The diatom Thalassiosira pseudonana has an intricate nano-scale patterned biosilica cell wall [23]. Several proteins have been identified to be associated with the biosilica cell wall [24,25,26,27,28]. Current hypotheses suggest an underlying organic matrix, potentially generated by protein and other biomolecule self-assembly, which drives the nanoscale biosilica formation. Interestingly, dissolution of the silica of isolated biosilica cell walls, leaves behind an insoluble organic, nano-patterned matrix visible in TEM [28, 29]. In order to address the question if particular proteins can be associated with particular biomineral structures, sCLEM is a promising tool. Here, we studied the localization of the protein Silicanin-1 within biosilica valves of the diatom Thalassiosira pseudonana. We generated a T. pseudonana strain in which the protein Silicanin-1 is tagged with Dendra2 at the N-terminus (Sin1-Dendra2N).

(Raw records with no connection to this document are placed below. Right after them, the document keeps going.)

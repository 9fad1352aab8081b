use soroban_sdk::{Address, Env};

use crate::errors::Error;
use crate::types::{DataKey, PolicyConfig, RebaseState, RebaseTiming};

const DAY_IN_LEDGERS: u32 = 17_280;
const INSTANCE_BUMP_AMOUNT: u32 = 30 * DAY_IN_LEDGERS;
const INSTANCE_LIFETIME_THRESHOLD: u32 = INSTANCE_BUMP_AMOUNT - DAY_IN_LEDGERS;

pub fn is_initialized(env: &Env) -> bool {
    env.storage().instance().has(&DataKey::Config)
}

fn bump(env: &Env) {
    env.storage()
        .instance()
        .extend_ttl(INSTANCE_LIFETIME_THRESHOLD, INSTANCE_BUMP_AMOUNT);
}

pub fn read_config(env: &Env) -> Result<PolicyConfig, Error> {
    env.storage()
        .instance()
        .get(&DataKey::Config)
        .ok_or(Error::NotInitialized)
}

pub fn write_config(env: &Env, config: &PolicyConfig) {
    env.storage().instance().set(&DataKey::Config, config);
    bump(env);
}

pub fn read_timing(env: &Env) -> Result<RebaseTiming, Error> {
    env.storage()
        .instance()
        .get(&DataKey::Timing)
        .ok_or(Error::NotInitialized)
}

pub fn write_timing(env: &Env, timing: &RebaseTiming) {
    env.storage().instance().set(&DataKey::Timing, timing);
    bump(env);
}

pub fn read_state(env: &Env) -> Result<RebaseState, Error> {
    env.storage()
        .instance()
        .get(&DataKey::State)
        .ok_or(Error::NotInitialized)
}

pub fn write_state(env: &Env, state: &RebaseState) {
    env.storage().instance().set(&DataKey::State, state);
    bump(env);
}

/// Loads the config after checking that `caller` signed and is the owner.
pub fn require_owner(env: &Env, caller: &Address) -> Result<PolicyConfig, Error> {
    let config = read_config(env)?;
    caller.require_auth();
    if *caller != config.owner {
        return Err(Error::AccessDenied);
    }
    Ok(config)
}
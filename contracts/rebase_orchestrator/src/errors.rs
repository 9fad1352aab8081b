use soroban_sdk::contracterror;

#[contracterror]
#[derive(Copy, Clone, Debug, Eq, PartialEq, PartialOrd, Ord)]
#[repr(u32)]
pub enum Error {
    AlreadyInitialized = 1,
    NotInitialized = 2,
    AccessDenied = 3,
    /// `rebase` was reached through another contract.
    ContractCallerRejected = 4,
    IndexOutOfBounds = 5,
    PolicyRebaseFailed = 6,
    DownstreamFailure = 7,
}
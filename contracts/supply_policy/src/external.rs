//! Calls into the oracles and the ledger. Any failure of the callee is
//! folded into this contract's own error so the whole rebase reverts.

use soroban_sdk::{symbol_short, vec, Address, Env, IntoVal, Symbol, Vec};

use crate::errors::Error;

fn oracle_reading(env: &Env, oracle: &Address) -> Option<(u128, bool)> {
    match env.try_invoke_contract::<(u128, bool), Error>(
        oracle,
        &Symbol::new(env, "get_data"),
        Vec::new(env),
    ) {
        Ok(Ok(reading)) => Some(reading),
        _ => None,
    }
}

pub fn market_rate(env: &Env, oracle: &Address) -> Result<u128, Error> {
    match oracle_reading(env, oracle) {
        Some((rate, true)) => Ok(rate),
        _ => Err(Error::InvalidMarketData),
    }
}

pub fn index_value(env: &Env, oracle: &Address) -> Result<u128, Error> {
    match oracle_reading(env, oracle) {
        Some((value, true)) => Ok(value),
        _ => Err(Error::InvalidIndexData),
    }
}

pub fn total_supply(env: &Env, ledger: &Address) -> Result<i128, Error> {
    match env.try_invoke_contract::<i128, Error>(
        ledger,
        &Symbol::new(env, "total_supply"),
        Vec::new(env),
    ) {
        Ok(Ok(supply)) => Ok(supply),
        _ => Err(Error::LedgerFailure),
    }
}

pub fn apply_rebase(env: &Env, ledger: &Address, epoch: u64, delta: i128) -> Result<i128, Error> {
    let args = vec![env, epoch.into_val(env), delta.into_val(env)];
    match env.try_invoke_contract::<i128, Error>(ledger, &symbol_short!("rebase"), args) {
        Ok(Ok(supply)) => Ok(supply),
        _ => Err(Error::LedgerFailure),
    }
}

Biosilica valves were isolated from the cell culture [25], placed on the carbon-coated TEM grid with FSs as fiducial markers and imaged using photoactivatable light microscopy (Fig. 5a, b) [4, 30]. After drying, the same valves were imaged in a TEM and both images were correlated (Fig. 5c, d). The super-resolution image of Sin1-Dendra2N showed an average localization uncertainty of 33 nm. The correlative overlay uncertainty was determined with the leave-one-out method to be ~ 77 nm for seven fiducial markers (Fig. 5e). A systematic reduction of fiducial markers indicated that one fiducial marker (blue arrow) was particularly offset and after removal the overall uncertainty could be reduced to ~ 49 nm. Such a single fiducial marker could have been moved independently from the specimen and the rest of fiducials during washing or drying procedures, emphasizing that the permutated and reduced leave-one-out algorithm is important to increase the correlation. For Sin1-Dendra2N, the correlative image did not reveal any obvious correlation indicating that Sin1-Dendra2N might be rather homogenously distributed in the center region of the valve. Further localization and inferred function within the biomineralization process remains to be determined.
3 Conclusions
Here, we compared three different fiducial markers, fluorophore-labeled gold nanoparticles (AuNPs), quantum beads (QBs) and spectrally shifted dark-red FluorSpheres (FSs) for correlative superresolution-transmission electron microscopy (sCLEM). For single-molecule localization microscopy, QBs and FSs were brighter, more homogenous in shape and more photostable than AuNPs. They allowed for an efficient drift correction during long imaging cycles with a mean localization uncertainty better than 5 nm. All three markers appeared with sufficient contrast and regular circular shapes in EM, yet QBs showed the least contrast. Moreover, QBs needed an additional surface coating with poly-L-lysine to allow stronger immobilization, therefore we conclude that red-shifted FluoSpheres might be most suited for a correlation of SMLM and TEM using orange photoactivatable proteins. For overlays of SMLM and TEM images, we found typical overlay accuracies between 20 and 50 nm, suggesting a high enough accuracy to place most proteins in a structural context in TEM images. Our systematic reduction of the available fiducial data sets further showed that bifurcations indicate single outlier fiducial markers and their elimination can increase the overlay accuracy up to 2-fold. We anticipate that correlative SMLM and TEM together with a careful evaluation of overlay accuracies can reveal structural correlates in the biomineralization process of diatoms or other single-cell organisms.
4 Materials and methods
4.1 Sample preparation
Fiducial markers Quantum Dot Beads (120 nm, DNQ-N001, CD creative diagnostics), Alexa647 labeled gold nanoparticles (100 nm, GFL-100, CD creative diagnostics) and dark red fluorescent (660/680) FluoSpheres (200 nm, F8807, ThermoFisher scientific) were obtained commercially. Gold finder grids (G200F2-Au, Electron Microscopy Services) were coated with Formvar and carbon. For QBs, the TEM grids were additionally coated with Poly-L-Lysine (0.1 % solution, Sigma Aldrich) for 1 h. FSs were diluted 1:200, AuNPs 1:15 and QBs 1:25,000 in milliQ water from their respective stock solutions to reach an approximate concentration of 2·1010 particles/mL, sonicated (Elmasonic S60H) for 4 min to reduce aggregation, and deposited on the TEM grid surface for 20 min. The grid was washed 3 x in milliQ water and once in PBS and on a microscope slide with the sample surface facing up. The coverslip was placed on top after addition of 4 µl PBS.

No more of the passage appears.